<<<<

//! Document question-answering tool over an external vector index.

use crate::sources::{dedup_snippets, RetrievedSnippet};
use crate::tools::registry::Tool;
use crate::tools::types::{
    PropertySchema, ToolDefinition, ToolInputSchema, ToolKind, ToolResult,
};
use async_trait::async_trait;
use serde::Deserialize;
use serde_json::{json, Value};
use std::collections::HashMap;
use std::sync::Arc;

/// Answer from the external document-search capability: free text plus the
/// raw retrieved snippets supporting it (possibly with duplicates).
#[derive(Debug, Clone)]
pub struct DocumentAnswer {
    pub answer: String,
    pub snippets: Vec<RetrievedSnippet>,
}

/// External retrieval capability (embedding + nearest-neighbor search are
/// out of scope and live behind this trait).
#[async_trait]
pub trait DocumentIndex: Send + Sync {
    async fn search(&self, question: &str) -> Result<DocumentAnswer, String>;
}

pub struct DocumentSearchTool {
    index: Arc<dyn DocumentIndex>,
    definition: ToolDefinition,
}

impl DocumentSearchTool {
    pub fn new(index: Arc<dyn DocumentIndex>) -> Self {
        let mut properties = HashMap::new();
        properties.insert(
            "question".to_string(),
            PropertySchema {
                schema_type: "string".to_string(),
                description: "A clear question about the uploaded document content".to_string(),
                default: None,
                enum_values: None,
            },
        );

        DocumentSearchTool {
            index,
            definition: ToolDefinition {
                name: "document_search".to_string(),
                description: "Use this tool to answer questions about uploaded documents. It \
                              searches the document knowledge base and provides answers with \
                              source citations. Use it when the user asks about content in \
                              uploaded documents, their knowledge base, or references \
                              'documents', 'files', or 'uploaded content'."
                    .to_string(),
                input_schema: ToolInputSchema {
                    schema_type: "object".to_string(),
                    properties,
                    required: vec!["question".to_string()],
                },
                kind: ToolKind::DocumentSearch,
            },
        }
    }
}

#[derive(Debug, Deserialize)]
struct DocumentSearchParams {
    question: String,
}

#[async_trait]
impl Tool for DocumentSearchTool {
    fn definition(&self) -> ToolDefinition {
        self.definition.clone()
    }

    async fn execute(&self, params: Value) -> ToolResult {
        let params: DocumentSearchParams = match serde_json::from_value(params) {
            Ok(p) => p,
            Err(e) => return ToolResult::error(format!("Invalid parameters: {}", e)),
        };

        log::info!("[RAG] Received query: {}", params.question);

        match self.index.search(&params.question).await {
            Ok(result) => {
                let citations = dedup_snippets(&result.snippets);
                log::info!(
                    "[RAG] {} snippets retrieved, {} after dedup",
                    result.snippets.len(),
                    citations.len()
                );
                let output = json!({
                    "answer": result.answer,
                    "sources": citations,
                    "tool": "rag_tool",
                    "success": true,
                });
                ToolResult::success(output.to_string())
            }
            Err(e) => {
                log::error!("[RAG] Index error: {}", e);
                let output = json!({
                    "answer": format!("Error querying documents: {}", e),
                    "sources": [],
                    "tool": "rag_tool",
                    "success": false,
                    "error": e,
                });
                ToolResult::error_with_content(output.to_string(), e)
            }
        }
    }
}

#[cfg(test)]
mod tests {
    use super::*;

    struct StubIndex {
        answer: DocumentAnswer,
    }

    #[async_trait]
    impl DocumentIndex for StubIndex {
        async fn search(&self, _question: &str) -> Result<DocumentAnswer, String> {
            Ok(self.answer.clone())
        }
    }

    fn snippet(content: &str, source: &str, chunk: u32) -> RetrievedSnippet {
        RetrievedSnippet {
            content: content.to_string(),
            source: source.to_string(),
            chunk,
        }
    }

    #[tokio::test]
    async fn test_output_contains_deduplicated_sources() {
        let tool = DocumentSearchTool::new(Arc::new(StubIndex {
            answer: DocumentAnswer {
                answer: "Refunds are accepted within 30 days.".to_string(),
                snippets: vec![
                    snippet("Refund policy: ...", "report.pdf", 3),
                    snippet("Refund policy again", "report.pdf", 3),
                    snippet("Shipping terms", "report.pdf", 4),
                ],
            },
        }));

        let result = tool.execute(json!({"question": "refund policy?"})).await;
        assert!(result.success);

        let output: Value = serde_json::from_str(&result.content).unwrap();
        let sources = output["sources"].as_array().unwrap();
        assert_eq!(sources.len(), 2);
        // First occurrence of (report.pdf, 3) wins.
        assert_eq!(sources[0]["content"], "Refund policy: ...");
        assert_eq!(sources[0]["chunk"], 3);
    }
}
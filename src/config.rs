use crate::agent::AgentConfig;
use std::env;

#[derive(Clone)]
pub struct Config {
    pub openai_api_key: String,
    pub openai_base_url: Option<String>,
    pub openai_model: Option<String>,
    pub max_tool_iterations: usize,
    pub history_window: usize,
    pub session_ttl_secs: i64,
}

impl Config {
    pub fn from_env() -> Self {
        Self {
            openai_api_key: env::var("OPENAI_API_KEY").expect("OPENAI_API_KEY must be set"),
            openai_base_url: env::var("OPENAI_BASE_URL").ok(),
            openai_model: env::var("OPENAI_MODEL").ok(),
            max_tool_iterations: env::var("MAX_TOOL_ITERATIONS")
                .unwrap_or_else(|_| "5".to_string())
                .parse()
                .expect("MAX_TOOL_ITERATIONS must be a valid number"),
            history_window: env::var("HISTORY_WINDOW")
                .unwrap_or_else(|_| "20".to_string())
                .parse()
                .expect("HISTORY_WINDOW must be a valid number"),
            session_ttl_secs: env::var("SESSION_TTL_SECS")
                .unwrap_or_else(|_| "3600".to_string())
                .parse()
                .expect("SESSION_TTL_SECS must be a valid number"),
        }
    }

    pub fn agent_config(&self) -> AgentConfig {
        AgentConfig {
            max_tool_iterations: self.max_tool_iterations,
            history_window: self.history_window,
        }
    }
}
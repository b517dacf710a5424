//! In-memory conversation sessions.
//!
//! Each session owns its turn history behind a tokio mutex, so two requests
//! for the same session id run one after the other while different sessions
//! proceed in parallel. Idle sessions are evicted after a TTL.

use crate::models::ChatTurn;
use chrono::{DateTime, Duration, Utc};
use dashmap::DashMap;
use std::sync::Arc;
use tokio::sync::{Mutex, OwnedMutexGuard};

/// Mutable state of one conversation.
#[derive(Debug, Default)]
pub struct SessionState {
    turns: Vec<ChatTurn>,
    last_active: Option<DateTime<Utc>>,
}

impl SessionState {
    pub fn push_turn(&mut self, turn: ChatTurn) {
        self.turns.push(turn);
    }

    /// The most recent `n` turns, oldest first.
    pub fn recent_turns(&self, n: usize) -> &[ChatTurn] {
        let start = self.turns.len().saturating_sub(n);
        &self.turns[start..]
    }

    pub fn turn_count(&self) -> usize {
        self.turns.len()
    }
}

pub struct SessionStore {
    sessions: DashMap<String, Arc<Mutex<SessionState>>>,
    ttl: Duration,
}

impl SessionStore {
    pub fn new(ttl_secs: i64) -> Self {
        SessionStore {
            sessions: DashMap::new(),
            ttl: Duration::seconds(ttl_secs),
        }
    }

    /// Lock a session for exclusive use, creating it if it does not exist.
    ///
    /// The returned guard serializes concurrent requests on the same id.
    /// Callers hold it for the whole agent run so the history they read is
    /// the history they append to.
    pub async fn acquire(&self, session_id: &str) -> OwnedMutexGuard<SessionState> {
        self.sweep_expired();

        let entry = self
            .sessions
            .entry(session_id.to_string())
            .or_insert_with(|| {
                log::info!("[SESSION] Creating session {}", session_id);
                Arc::new(Mutex::new(SessionState::default()))
            })
            .clone();

        let mut guard = entry.lock_owned().await;
        guard.last_active = Some(Utc::now());
        guard
    }

    pub fn session_count(&self) -> usize {
        self.sessions.len()
    }

    /// Drop sessions idle past the TTL. Sessions currently locked by a
    /// running request are skipped.
    fn sweep_expired(&self) {
        let cutoff = Utc::now() - self.ttl;
        self.sessions.retain(|id, state| {
            let Ok(guard) = state.try_lock() else {
                return true;
            };
            match guard.last_active {
                Some(last) if last < cutoff => {
                    log::info!("[SESSION] Evicting idle session {}", id);
                    false
                }
                _ => true,
            }
        });
    }
}

#[cfg(test)]
mod tests {
    use super::*;

    fn turn(session_id: &str, message: &str) -> ChatTurn {
        ChatTurn {
            session_id: session_id.to_string(),
            user_message: message.to_string(),
            assistant_message: "ok".to_string(),
            tool_used: None,
            payload: None,
            created_at: Utc::now(),
        }
    }

    #[tokio::test]
    async fn test_acquire_creates_session_lazily() {
        let store = SessionStore::new(3600);
        assert_eq!(store.session_count(), 0);

        let guard = store.acquire("s1").await;
        assert_eq!(guard.turn_count(), 0);
        drop(guard);
        assert_eq!(store.session_count(), 1);
    }

    #[tokio::test]
    async fn test_turns_persist_across_acquisitions() {
        let store = SessionStore::new(3600);

        {
            let mut guard = store.acquire("s1").await;
            guard.push_turn(turn("s1", "first"));
            guard.push_turn(turn("s1", "second"));
        }

        let guard = store.acquire("s1").await;
        assert_eq!(guard.turn_count(), 2);
        assert_eq!(guard.recent_turns(1)[0].user_message, "second");
    }

    #[tokio::test]
    async fn test_recent_turns_window() {
        let store = SessionStore::new(3600);
        let mut guard = store.acquire("s1").await;
        for i in 0..5 {
            guard.push_turn(turn("s1", &format!("m{}", i)));
        }
        let recent = guard.recent_turns(3);
        assert_eq!(recent.len(), 3);
        assert_eq!(recent[0].user_message, "m2");
        assert_eq!(recent[2].user_message, "m4");
        // Window larger than history returns everything.
        assert_eq!(guard.recent_turns(100).len(), 5);
    }

    #[tokio::test]
    async fn test_expired_sessions_are_evicted() {
        let store = SessionStore::new(0);

        {
            let mut guard = store.acquire("stale").await;
            // Backdate so the next sweep sees it as idle.
            guard.last_active = Some(Utc::now() - Duration::seconds(10));
        }
        assert_eq!(store.session_count(), 1);

        let _guard = store.acquire("fresh").await;
        assert_eq!(store.session_count(), 1);
        assert!(!store.sessions.contains_key("stale"));
    }

    #[tokio::test]
    async fn test_locked_sessions_survive_sweep() {
        let store = SessionStore::new(0);

        let mut held = store.acquire("busy").await;
        held.last_active = Some(Utc::now() - Duration::seconds(10));

        // A sweep runs here, but "busy" is locked and must be spared.
        let _other = store.acquire("other").await;
        assert!(store.sessions.contains_key("busy"));
    }

    #[tokio::test]
    async fn test_same_session_access_is_serialized() {
        let store = Arc::new(SessionStore::new(3600));

        let mut handles = Vec::new();
        for i in 0..8 {
            let store = store.clone();
            handles.push(tokio::spawn(async move {
                let mut guard = store.acquire("shared").await;
                let count = guard.turn_count();
                tokio::task::yield_now().await;
                guard.push_turn(ChatTurn {
                    session_id: "shared".to_string(),
                    user_message: format!("m{}", i),
                    assistant_message: "ok".to_string(),
                    tool_used: None,
                    payload: None,
                    created_at: Utc::now(),
                });
                assert_eq!(guard.turn_count(), count + 1);
            }));
        }
        for handle in handles {
            handle.await.unwrap();
        }

        let guard = store.acquire("shared").await;
        assert_eq!(guard.turn_count(), 8);
    }
}
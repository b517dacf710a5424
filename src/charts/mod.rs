//! Chart-type inference over tabular query results.
//!
//! Pure functions: the same input always yields the same chart kind. The
//! caller is responsible for never asking for a chart over an empty result
//! (the visualization tool short-circuits that case before getting here).

use crate::models::Row;
use chrono::{DateTime, NaiveDate, NaiveDateTime};
use serde::{Deserialize, Serialize};
use serde_json::Value;

/// Supported chart kinds.
#[derive(Debug, Clone, Copy, PartialEq, Eq, Serialize, Deserialize)]
#[serde(rename_all = "lowercase")]
pub enum ChartKind {
    Bar,
    Line,
    Pie,
    Scatter,
}

impl ChartKind {
    /// Parse a user/tool-supplied chart type. `"auto"` (and anything
    /// unrecognized) yields None, meaning "infer from the data".
    pub fn parse(s: &str) -> Option<Self> {
        match s.to_lowercase().trim() {
            "bar" => Some(ChartKind::Bar),
            "line" => Some(ChartKind::Line),
            "pie" => Some(ChartKind::Pie),
            "scatter" => Some(ChartKind::Scatter),
            _ => None,
        }
    }

    pub fn as_str(&self) -> &'static str {
        match self {
            ChartKind::Bar => "bar",
            ChartKind::Line => "line",
            ChartKind::Pie => "pie",
            ChartKind::Scatter => "scatter",
        }
    }
}

impl std::fmt::Display for ChartKind {
    fn fmt(&self, f: &mut std::fmt::Formatter<'_>) -> std::fmt::Result {
        write!(f, "{}", self.as_str())
    }
}

/// Chart configuration handed to the rendering frontend.
#[derive(Debug, Clone, PartialEq, Serialize, Deserialize)]
pub struct ChartSpec {
    #[serde(rename = "type")]
    pub kind: ChartKind,
    pub x_axis: String,
    pub y_axis: String,
    pub title: String,
}

/// Maximum row count for which a two-column categorical/numeric result is
/// rendered as a pie instead of a bar chart.
const PIE_MAX_ROWS: usize = 10;

fn is_numeric(value: &Value) -> bool {
    value.is_number()
}

/// Date/datetime-like detection for JSON scalar values. Only strings
/// qualify; the accepted formats cover what the query backends emit.
fn is_temporal(value: &Value) -> bool {
    let Some(s) = value.as_str() else {
        return false;
    };
    let s = s.trim();
    NaiveDate::parse_from_str(s, "%Y-%m-%d").is_ok()
        || NaiveDate::parse_from_str(s, "%Y/%m/%d").is_ok()
        || NaiveDateTime::parse_from_str(s, "%Y-%m-%d %H:%M:%S").is_ok()
        || NaiveDateTime::parse_from_str(s, "%Y-%m-%dT%H:%M:%S").is_ok()
        || DateTime::parse_from_rfc3339(s).is_ok()
}

/// A column qualifies only if every row has the column and every value
/// matches the predicate. Mixed-type columns qualify as neither.
fn column_matches(rows: &[Row], column: &str, pred: fn(&Value) -> bool) -> bool {
    rows.iter().all(|row| row.get(column).is_some_and(pred))
}

fn column_names(rows: &[Row]) -> Vec<String> {
    rows.first()
        .map(|row| row.keys().cloned().collect())
        .unwrap_or_default()
}

/// Auto-detect the best chart kind for a result set.
///
/// Priority order:
/// 1. a temporal column plus a numeric column -> line (time series)
/// 2. exactly two columns, exactly one numeric -> pie (<= 10 rows) or bar
/// 3. two or more numeric columns -> scatter
/// 4. anything else -> bar
pub fn detect_chart_kind(rows: &[Row]) -> ChartKind {
    let columns = column_names(rows);

    let numeric: Vec<&String> = columns
        .iter()
        .filter(|c| column_matches(rows, c, is_numeric))
        .collect();
    let temporal: Vec<&String> = columns
        .iter()
        .filter(|c| column_matches(rows, c, is_temporal))
        .collect();

    if !temporal.is_empty() && !numeric.is_empty() {
        ChartKind::Line
    } else if columns.len() == 2 && numeric.len() == 1 {
        if rows.len() <= PIE_MAX_ROWS {
            ChartKind::Pie
        } else {
            ChartKind::Bar
        }
    } else if numeric.len() >= 2 {
        ChartKind::Scatter
    } else {
        ChartKind::Bar
    }
}

/// Build the chart spec for a result set. `kind` overrides inference when
/// the user asked for a specific chart type.
pub fn chart_spec_for(rows: &[Row], kind: Option<ChartKind>) -> ChartSpec {
    let columns = column_names(rows);
    let x_axis = columns.first().cloned().unwrap_or_else(|| "x".to_string());
    // Degenerate single-column case: y falls back to the x column.
    let y_axis = columns.get(1).cloned().unwrap_or_else(|| x_axis.clone());

    let kind = kind.unwrap_or_else(|| detect_chart_kind(rows));

    ChartSpec {
        kind,
        title: format!("{} by {}", title_case(&y_axis), title_case(&x_axis)),
        x_axis,
        y_axis,
    }
}

/// `total_sales` -> `Total Sales`, matching the frontend's title convention.
fn title_case(name: &str) -> String {
    name.replace('_', " ")
        .split_whitespace()
        .map(|word| {
            let mut chars = word.chars();
            match chars.next() {
                Some(first) => first.to_uppercase().chain(chars).collect::<String>(),
                None => String::new(),
            }
        })
        .collect::<Vec<_>>()
        .join(" ")
}
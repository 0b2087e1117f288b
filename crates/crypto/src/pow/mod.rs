//! Proof-of-work: receipt and event variants.
//!
//! Targets exceed 64 bits, so comparisons go through `BigUint`; hashes are
//! interpreted as big-endian 256-bit integers and never round-trip through
//! floats. Mining is CPU-bound and must run on a blocking worker to keep
//! the scheduler responsive.

use crate::hash::{sha256, sha256_parts};
use caravel_types::constants::{EVENT_POW_PREFIX, EVENT_POW_TARGET_EXP, POW_TARGET_BASE_EXP, RECEIPT_POW_PREFIX};
use caravel_types::{EventError, EventV1, Hex32};
use num_bigint::BigUint;

/// The receipt base target, `2^240`. Roughly 200 ms of hashing on
/// commodity hardware.
pub fn base_target() -> BigUint {
    BigUint::from(1u8) << POW_TARGET_BASE_EXP
}

/// The event target, `2^240`.
pub fn event_target() -> BigUint {
    BigUint::from(1u8) << EVENT_POW_TARGET_EXP
}

/// Difficulty schedule for receipts: the target halves each time
/// `receipt_count + 1` crosses a power of two, throttling spammy hosts.
pub fn receipt_target(receipt_count: u64) -> BigUint {
    let shift = (receipt_count + 1).ilog2();
    base_target() >> shift
}

/// The receipt challenge binds every receipt field except the nonce.
#[allow(clippy::too_many_arguments)]
pub fn receipt_challenge(
    asset_root: Option<&Hex32>,
    file_root: &Hex32,
    block_cid: &Hex32,
    host_pubkey: &Hex32,
    payment_hash: &Hex32,
    response_hash: &Hex32,
    epoch: u32,
    client_pubkey: &Hex32,
) -> [u8; 32] {
    let epoch_be = epoch.to_be_bytes();
    let mut parts: Vec<&[u8]> = Vec::with_capacity(9);
    parts.push(RECEIPT_POW_PREFIX);
    if let Some(root) = asset_root {
        parts.push(root.as_bytes());
    }
    parts.push(file_root.as_bytes());
    parts.push(block_cid.as_bytes());
    parts.push(host_pubkey.as_bytes());
    parts.push(payment_hash.as_bytes());
    parts.push(response_hash.as_bytes());
    parts.push(&epoch_be);
    parts.push(client_pubkey.as_bytes());
    sha256_parts(&parts)
}

/// The event challenge: body enters as its own digest so the challenge
/// stays fixed-width.
pub fn event_challenge(
    from: &Hex32,
    ts: u64,
    kind: u8,
    r#ref: &Hex32,
    body_bytes: &[u8],
) -> [u8; 32] {
    let body_hash = sha256(body_bytes);
    sha256_parts(&[
        EVENT_POW_PREFIX,
        from.as_bytes(),
        &ts.to_be_bytes(),
        &[kind],
        r#ref.as_bytes(),
        &body_hash,
    ])
}

/// `SHA256(challenge ‖ nonce_be64)`.
pub fn pow_hash(challenge: &[u8; 32], nonce: u64) -> [u8; 32] {
    sha256_parts(&[challenge, &nonce.to_be_bytes()])
}

/// Whether a hash clears a target.
pub fn meets_target(hash: &[u8; 32], target: &BigUint) -> bool {
    BigUint::from_bytes_be(hash) < *target
}

/// Mines a nonce clearing the target. Synchronous and CPU-bound; call
/// through `mine_blocking` from async contexts.
pub fn mine(challenge: &[u8; 32], target: &BigUint) -> (u64, [u8; 32]) {
    let mut nonce = 0u64;
    loop {
        let hash = pow_hash(challenge, nonce);
        if meets_target(&hash, target) {
            return (nonce, hash);
        }
        nonce = nonce.wrapping_add(1);
    }
}

/// Mines on the blocking worker pool.
pub async fn mine_blocking(
    challenge: [u8; 32],
    target: BigUint,
) -> Result<(u64, [u8; 32]), tokio::task::JoinError> {
    tokio::task::spawn_blocking(move || mine(&challenge, &target)).await
}

/// Full event PoW verification: paid events pass through, free events must
/// carry a nonce that reproduces the claimed hash and clears the target.
pub fn verify_event_pow(event: &EventV1) -> Result<(), EventError> {
    if !event.requires_pow() {
        return Ok(());
    }
    let (Some(nonce), Some(claimed)) = (event.nonce, event.pow_hash) else {
        return Err(EventError::PowMissing);
    };
    let body = event.body_bytes()?;
    let challenge = event_challenge(
        &event.from,
        event.ts,
        event.kind.as_u8(),
        &event.r#ref,
        &body,
    );
    let computed = pow_hash(&challenge, nonce);
    if computed != *claimed.as_bytes() {
        return Err(EventError::PowHashMismatch);
    }
    if !meets_target(&computed, &event_target()) {
        return Err(EventError::PowInvalid);
    }
    Ok(())
}

#[cfg(test)]
mod tests {
    use super::*;

    #[test]
    fn target_schedule_is_monotone_and_halves_at_powers_of_two() {
        let base = base_target();
        assert_eq!(receipt_target(0), base);
        let mut last = receipt_target(0);
        for n in 1..200u64 {
            let t = receipt_target(n);
            assert!(t <= last, "target must be non-increasing at n={n}");
            last = t;
        }
        // Doubling points: n+1 hits a power of two.
        assert_eq!(receipt_target(1), base.clone() >> 1u32);
        assert_eq!(receipt_target(2), base.clone() >> 1u32);
        assert_eq!(receipt_target(3), base.clone() >> 2u32);
        assert_eq!(receipt_target(7), base.clone() >> 3u32);
        assert_eq!(receipt_target(8), base >> 3u32);
    }

    #[test]
    fn meets_target_is_a_strict_comparison() {
        // 2^240 itself must fail the base target.
        let mut at_target = [0u8; 32];
        at_target[1] = 0x01; // big-endian 2^240
        assert!(!meets_target(&at_target, &base_target()));

        let mut below = [0u8; 32];
        below[2] = 0xff;
        assert!(meets_target(&below, &base_target()));
    }

    #[test]
    fn mine_finds_a_valid_nonce_for_an_easy_target() {
        let challenge = sha256(b"challenge");
        let target = BigUint::from(1u8) << 252; // trivial difficulty
        let (nonce, hash) = mine(&challenge, &target);
        assert_eq!(pow_hash(&challenge, nonce), hash);
        assert!(meets_target(&hash, &target));
    }

    #[test]
    fn challenge_includes_optional_asset_root() {
        let a = Hex32::from_bytes([1; 32]);
        let f = Hex32::from_bytes([2; 32]);
        let with = receipt_challenge(Some(&a), &f, &f, &f, &f, &f, 3, &f);
        let without = receipt_challenge(None, &f, &f, &f, &f, &f, 3, &f);
        assert_ne!(with, without);
    }

    #[test]
    fn event_challenge_hashes_the_body() {
        let from = Hex32::from_bytes([3; 32]);
        let a = event_challenge(&from, 1, 2, &Hex32::ZERO, b"x");
        let b = event_challenge(&from, 1, 2, &Hex32::ZERO, b"y");
        assert_ne!(a, b);
    }
}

>>>>

## EXERCISE PROMPT
Return every line from the entries that holds the string "Duration".

## ANSWER FOR THIS EXERCISE
use chrono::{DateTime, Duration, Utc};
    ttl: Duration,
            ttl: Duration::seconds(ttl_secs),
            guard.last_active = Some(Utc::now() - Duration::seconds(10));
        held.last_active = Some(Utc::now() - Duration::seconds(10));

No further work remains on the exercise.